== ASSIGNMENT ==
Using the listing below, set down exactly the lines starting at the line that contains "pub fn find_edge_by_peer_table(&self, peer: &str)" and ending at the line that contains "column on this", both included, and no others.

________________________________________

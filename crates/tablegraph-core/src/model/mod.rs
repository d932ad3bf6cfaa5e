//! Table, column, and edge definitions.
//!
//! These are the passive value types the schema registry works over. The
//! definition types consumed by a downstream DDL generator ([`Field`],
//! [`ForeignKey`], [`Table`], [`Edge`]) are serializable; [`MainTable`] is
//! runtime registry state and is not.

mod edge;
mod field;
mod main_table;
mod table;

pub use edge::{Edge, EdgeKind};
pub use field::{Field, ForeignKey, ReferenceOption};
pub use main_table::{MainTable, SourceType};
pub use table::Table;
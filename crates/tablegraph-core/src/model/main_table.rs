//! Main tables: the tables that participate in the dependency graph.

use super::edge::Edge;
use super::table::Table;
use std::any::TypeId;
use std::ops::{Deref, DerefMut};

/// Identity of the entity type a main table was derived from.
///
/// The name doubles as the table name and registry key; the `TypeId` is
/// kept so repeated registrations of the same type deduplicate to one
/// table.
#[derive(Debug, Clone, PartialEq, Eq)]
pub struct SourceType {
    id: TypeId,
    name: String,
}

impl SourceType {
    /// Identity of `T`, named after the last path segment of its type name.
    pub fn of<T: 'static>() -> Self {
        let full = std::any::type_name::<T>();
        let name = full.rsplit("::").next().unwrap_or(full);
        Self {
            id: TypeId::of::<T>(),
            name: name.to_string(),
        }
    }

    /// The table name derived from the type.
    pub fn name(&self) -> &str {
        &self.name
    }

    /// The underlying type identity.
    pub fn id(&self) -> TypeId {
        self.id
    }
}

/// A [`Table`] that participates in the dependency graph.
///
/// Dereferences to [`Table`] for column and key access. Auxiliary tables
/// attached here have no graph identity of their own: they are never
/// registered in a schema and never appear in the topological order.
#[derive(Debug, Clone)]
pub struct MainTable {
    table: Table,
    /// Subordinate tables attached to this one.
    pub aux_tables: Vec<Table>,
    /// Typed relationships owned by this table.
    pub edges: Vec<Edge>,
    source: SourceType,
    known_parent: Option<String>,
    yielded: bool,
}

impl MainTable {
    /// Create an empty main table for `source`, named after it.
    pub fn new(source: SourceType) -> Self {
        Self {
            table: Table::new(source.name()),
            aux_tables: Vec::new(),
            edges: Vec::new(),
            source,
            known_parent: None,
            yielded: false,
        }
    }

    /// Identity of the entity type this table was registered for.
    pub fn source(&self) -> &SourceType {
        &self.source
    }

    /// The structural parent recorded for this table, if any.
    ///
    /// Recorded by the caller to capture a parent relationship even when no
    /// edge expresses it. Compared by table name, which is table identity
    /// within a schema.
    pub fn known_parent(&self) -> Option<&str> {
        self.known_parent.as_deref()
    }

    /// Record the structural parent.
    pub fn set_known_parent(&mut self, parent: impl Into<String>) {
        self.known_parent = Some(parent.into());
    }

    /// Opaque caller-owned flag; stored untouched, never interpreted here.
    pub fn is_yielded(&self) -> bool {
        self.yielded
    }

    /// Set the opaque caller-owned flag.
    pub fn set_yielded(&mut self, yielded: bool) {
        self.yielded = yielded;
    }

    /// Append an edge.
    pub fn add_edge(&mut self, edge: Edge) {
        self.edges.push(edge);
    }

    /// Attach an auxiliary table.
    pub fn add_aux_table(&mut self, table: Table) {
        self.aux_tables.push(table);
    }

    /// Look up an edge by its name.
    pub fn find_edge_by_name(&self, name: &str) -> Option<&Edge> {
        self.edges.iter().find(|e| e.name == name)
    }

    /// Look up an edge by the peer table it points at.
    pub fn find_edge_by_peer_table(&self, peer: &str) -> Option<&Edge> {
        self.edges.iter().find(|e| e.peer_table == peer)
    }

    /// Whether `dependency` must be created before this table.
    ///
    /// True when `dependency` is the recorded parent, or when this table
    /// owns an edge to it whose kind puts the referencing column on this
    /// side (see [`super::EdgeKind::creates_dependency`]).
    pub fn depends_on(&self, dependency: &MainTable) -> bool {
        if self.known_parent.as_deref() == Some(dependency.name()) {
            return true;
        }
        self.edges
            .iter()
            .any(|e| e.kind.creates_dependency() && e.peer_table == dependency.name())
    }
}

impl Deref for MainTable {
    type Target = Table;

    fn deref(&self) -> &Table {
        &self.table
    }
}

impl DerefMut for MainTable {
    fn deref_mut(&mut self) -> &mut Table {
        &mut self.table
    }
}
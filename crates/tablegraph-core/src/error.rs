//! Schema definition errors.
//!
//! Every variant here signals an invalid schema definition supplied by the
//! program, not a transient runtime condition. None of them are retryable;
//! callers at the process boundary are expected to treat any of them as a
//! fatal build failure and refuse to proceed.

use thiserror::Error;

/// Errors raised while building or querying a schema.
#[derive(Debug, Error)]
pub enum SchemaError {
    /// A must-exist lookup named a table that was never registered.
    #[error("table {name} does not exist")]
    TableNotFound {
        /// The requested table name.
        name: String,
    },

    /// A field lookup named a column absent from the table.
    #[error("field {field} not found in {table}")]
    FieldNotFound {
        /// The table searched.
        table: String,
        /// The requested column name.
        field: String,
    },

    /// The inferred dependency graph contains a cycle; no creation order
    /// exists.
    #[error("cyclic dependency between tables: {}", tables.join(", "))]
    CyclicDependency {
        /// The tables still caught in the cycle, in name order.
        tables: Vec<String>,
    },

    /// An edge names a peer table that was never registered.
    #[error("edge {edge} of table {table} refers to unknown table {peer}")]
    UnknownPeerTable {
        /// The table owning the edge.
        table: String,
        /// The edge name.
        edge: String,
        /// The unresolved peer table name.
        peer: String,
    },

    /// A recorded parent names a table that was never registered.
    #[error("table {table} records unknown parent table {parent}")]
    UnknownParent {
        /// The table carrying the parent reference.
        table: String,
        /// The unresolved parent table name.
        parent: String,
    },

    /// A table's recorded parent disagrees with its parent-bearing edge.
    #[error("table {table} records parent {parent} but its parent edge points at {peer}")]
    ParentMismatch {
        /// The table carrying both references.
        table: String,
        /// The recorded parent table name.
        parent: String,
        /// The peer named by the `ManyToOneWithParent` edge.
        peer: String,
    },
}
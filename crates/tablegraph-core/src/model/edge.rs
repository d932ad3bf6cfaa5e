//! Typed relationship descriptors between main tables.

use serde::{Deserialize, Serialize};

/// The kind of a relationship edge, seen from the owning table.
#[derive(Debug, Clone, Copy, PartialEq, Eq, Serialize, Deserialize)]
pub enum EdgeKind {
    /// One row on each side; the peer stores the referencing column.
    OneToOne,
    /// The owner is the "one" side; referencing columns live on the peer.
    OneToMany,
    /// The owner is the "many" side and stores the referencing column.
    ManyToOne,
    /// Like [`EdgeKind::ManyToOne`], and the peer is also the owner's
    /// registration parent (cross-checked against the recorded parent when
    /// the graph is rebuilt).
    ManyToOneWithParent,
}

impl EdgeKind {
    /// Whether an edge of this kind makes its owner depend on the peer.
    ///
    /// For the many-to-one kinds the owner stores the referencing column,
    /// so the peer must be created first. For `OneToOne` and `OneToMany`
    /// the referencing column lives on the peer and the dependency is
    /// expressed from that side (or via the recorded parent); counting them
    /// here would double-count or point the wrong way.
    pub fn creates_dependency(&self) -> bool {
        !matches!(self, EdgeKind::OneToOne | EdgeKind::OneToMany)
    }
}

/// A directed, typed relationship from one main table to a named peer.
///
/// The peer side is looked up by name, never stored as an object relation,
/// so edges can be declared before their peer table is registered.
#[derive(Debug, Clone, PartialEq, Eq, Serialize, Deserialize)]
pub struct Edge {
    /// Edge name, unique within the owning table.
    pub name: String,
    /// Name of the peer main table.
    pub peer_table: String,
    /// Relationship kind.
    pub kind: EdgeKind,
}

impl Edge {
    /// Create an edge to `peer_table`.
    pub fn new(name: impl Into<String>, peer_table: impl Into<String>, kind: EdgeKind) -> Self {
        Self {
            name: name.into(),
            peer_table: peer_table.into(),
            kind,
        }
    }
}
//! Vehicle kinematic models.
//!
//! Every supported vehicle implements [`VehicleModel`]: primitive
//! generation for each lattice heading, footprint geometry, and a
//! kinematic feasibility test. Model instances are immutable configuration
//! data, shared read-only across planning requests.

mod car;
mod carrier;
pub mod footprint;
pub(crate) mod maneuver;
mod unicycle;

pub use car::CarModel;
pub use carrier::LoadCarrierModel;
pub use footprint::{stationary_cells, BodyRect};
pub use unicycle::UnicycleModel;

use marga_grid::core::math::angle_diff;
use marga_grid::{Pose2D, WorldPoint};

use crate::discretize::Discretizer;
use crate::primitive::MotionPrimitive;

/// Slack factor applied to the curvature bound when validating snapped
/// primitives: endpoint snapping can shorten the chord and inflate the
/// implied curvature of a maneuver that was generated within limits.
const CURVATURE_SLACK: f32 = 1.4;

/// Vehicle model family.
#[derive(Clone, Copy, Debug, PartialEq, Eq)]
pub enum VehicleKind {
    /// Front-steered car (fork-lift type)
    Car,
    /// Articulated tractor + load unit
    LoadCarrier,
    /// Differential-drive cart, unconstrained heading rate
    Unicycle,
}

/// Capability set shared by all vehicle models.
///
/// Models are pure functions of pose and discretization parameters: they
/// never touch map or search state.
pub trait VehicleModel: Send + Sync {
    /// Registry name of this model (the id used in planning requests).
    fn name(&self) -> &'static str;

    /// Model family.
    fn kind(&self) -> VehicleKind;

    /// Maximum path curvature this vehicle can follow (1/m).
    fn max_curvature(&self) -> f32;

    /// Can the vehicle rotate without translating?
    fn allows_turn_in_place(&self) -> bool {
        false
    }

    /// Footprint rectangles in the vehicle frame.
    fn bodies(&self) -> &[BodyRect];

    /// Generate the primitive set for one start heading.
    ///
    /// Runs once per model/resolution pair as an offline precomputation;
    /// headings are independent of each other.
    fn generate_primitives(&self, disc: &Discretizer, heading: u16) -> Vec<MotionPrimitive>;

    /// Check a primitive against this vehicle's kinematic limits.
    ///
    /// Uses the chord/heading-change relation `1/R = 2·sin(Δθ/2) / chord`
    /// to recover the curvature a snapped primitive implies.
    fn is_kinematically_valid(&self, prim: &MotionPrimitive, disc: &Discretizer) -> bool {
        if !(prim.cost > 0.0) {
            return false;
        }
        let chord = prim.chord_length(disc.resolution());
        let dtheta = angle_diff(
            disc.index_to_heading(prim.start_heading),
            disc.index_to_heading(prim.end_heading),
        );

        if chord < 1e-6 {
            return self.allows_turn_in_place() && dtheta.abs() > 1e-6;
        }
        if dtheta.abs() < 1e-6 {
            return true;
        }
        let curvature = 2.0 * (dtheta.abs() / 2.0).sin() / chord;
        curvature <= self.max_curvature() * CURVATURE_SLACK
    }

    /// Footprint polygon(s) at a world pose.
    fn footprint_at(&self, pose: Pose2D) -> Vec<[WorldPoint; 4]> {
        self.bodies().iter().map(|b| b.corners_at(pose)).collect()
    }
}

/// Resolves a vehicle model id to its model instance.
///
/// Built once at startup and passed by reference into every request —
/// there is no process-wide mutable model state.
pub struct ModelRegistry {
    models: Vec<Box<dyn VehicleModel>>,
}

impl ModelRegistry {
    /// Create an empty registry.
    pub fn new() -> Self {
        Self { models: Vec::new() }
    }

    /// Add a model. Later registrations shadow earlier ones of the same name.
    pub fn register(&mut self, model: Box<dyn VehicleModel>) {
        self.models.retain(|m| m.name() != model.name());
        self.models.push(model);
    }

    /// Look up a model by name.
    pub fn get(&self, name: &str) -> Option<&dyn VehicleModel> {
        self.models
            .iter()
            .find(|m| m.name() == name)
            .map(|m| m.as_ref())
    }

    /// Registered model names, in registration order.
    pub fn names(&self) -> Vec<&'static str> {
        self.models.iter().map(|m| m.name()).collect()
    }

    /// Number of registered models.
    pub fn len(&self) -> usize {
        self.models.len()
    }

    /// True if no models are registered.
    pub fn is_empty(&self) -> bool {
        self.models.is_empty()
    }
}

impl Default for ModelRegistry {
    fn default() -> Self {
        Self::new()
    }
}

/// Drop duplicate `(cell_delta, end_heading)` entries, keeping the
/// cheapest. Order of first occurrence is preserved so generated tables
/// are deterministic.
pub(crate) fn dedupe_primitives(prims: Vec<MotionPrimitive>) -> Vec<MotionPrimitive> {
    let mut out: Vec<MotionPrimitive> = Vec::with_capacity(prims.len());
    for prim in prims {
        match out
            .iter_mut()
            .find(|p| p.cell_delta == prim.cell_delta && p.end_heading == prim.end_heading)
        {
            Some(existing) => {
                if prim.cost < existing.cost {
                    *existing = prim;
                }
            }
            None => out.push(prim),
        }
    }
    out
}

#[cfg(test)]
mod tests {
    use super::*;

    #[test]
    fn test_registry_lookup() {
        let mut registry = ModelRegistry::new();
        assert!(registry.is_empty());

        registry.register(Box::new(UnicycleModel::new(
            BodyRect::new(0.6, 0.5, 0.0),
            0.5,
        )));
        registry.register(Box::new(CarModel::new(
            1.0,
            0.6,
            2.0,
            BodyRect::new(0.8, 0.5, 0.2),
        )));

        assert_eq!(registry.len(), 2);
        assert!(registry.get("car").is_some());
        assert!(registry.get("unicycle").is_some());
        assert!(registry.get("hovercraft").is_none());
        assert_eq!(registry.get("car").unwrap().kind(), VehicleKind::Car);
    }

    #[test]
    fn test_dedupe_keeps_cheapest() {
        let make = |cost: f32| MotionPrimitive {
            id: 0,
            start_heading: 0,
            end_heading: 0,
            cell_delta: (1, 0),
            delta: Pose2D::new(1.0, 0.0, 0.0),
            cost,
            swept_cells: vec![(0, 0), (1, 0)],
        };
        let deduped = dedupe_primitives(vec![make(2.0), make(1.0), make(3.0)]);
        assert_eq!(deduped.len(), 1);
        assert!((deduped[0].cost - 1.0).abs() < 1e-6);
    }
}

________________________________________

== RESPONSE AREA ==
    pub fn find_edge_by_peer_table(&self, peer: &str) -> Option<&Edge> {
        self.edges.iter().find(|e| e.peer_table == peer)
    }

    /// Whether `dependency` must be created before this table.
    ///
    /// True when `dependency` is the recorded parent, or when this table
    /// owns an edge to it whose kind puts the referencing column on this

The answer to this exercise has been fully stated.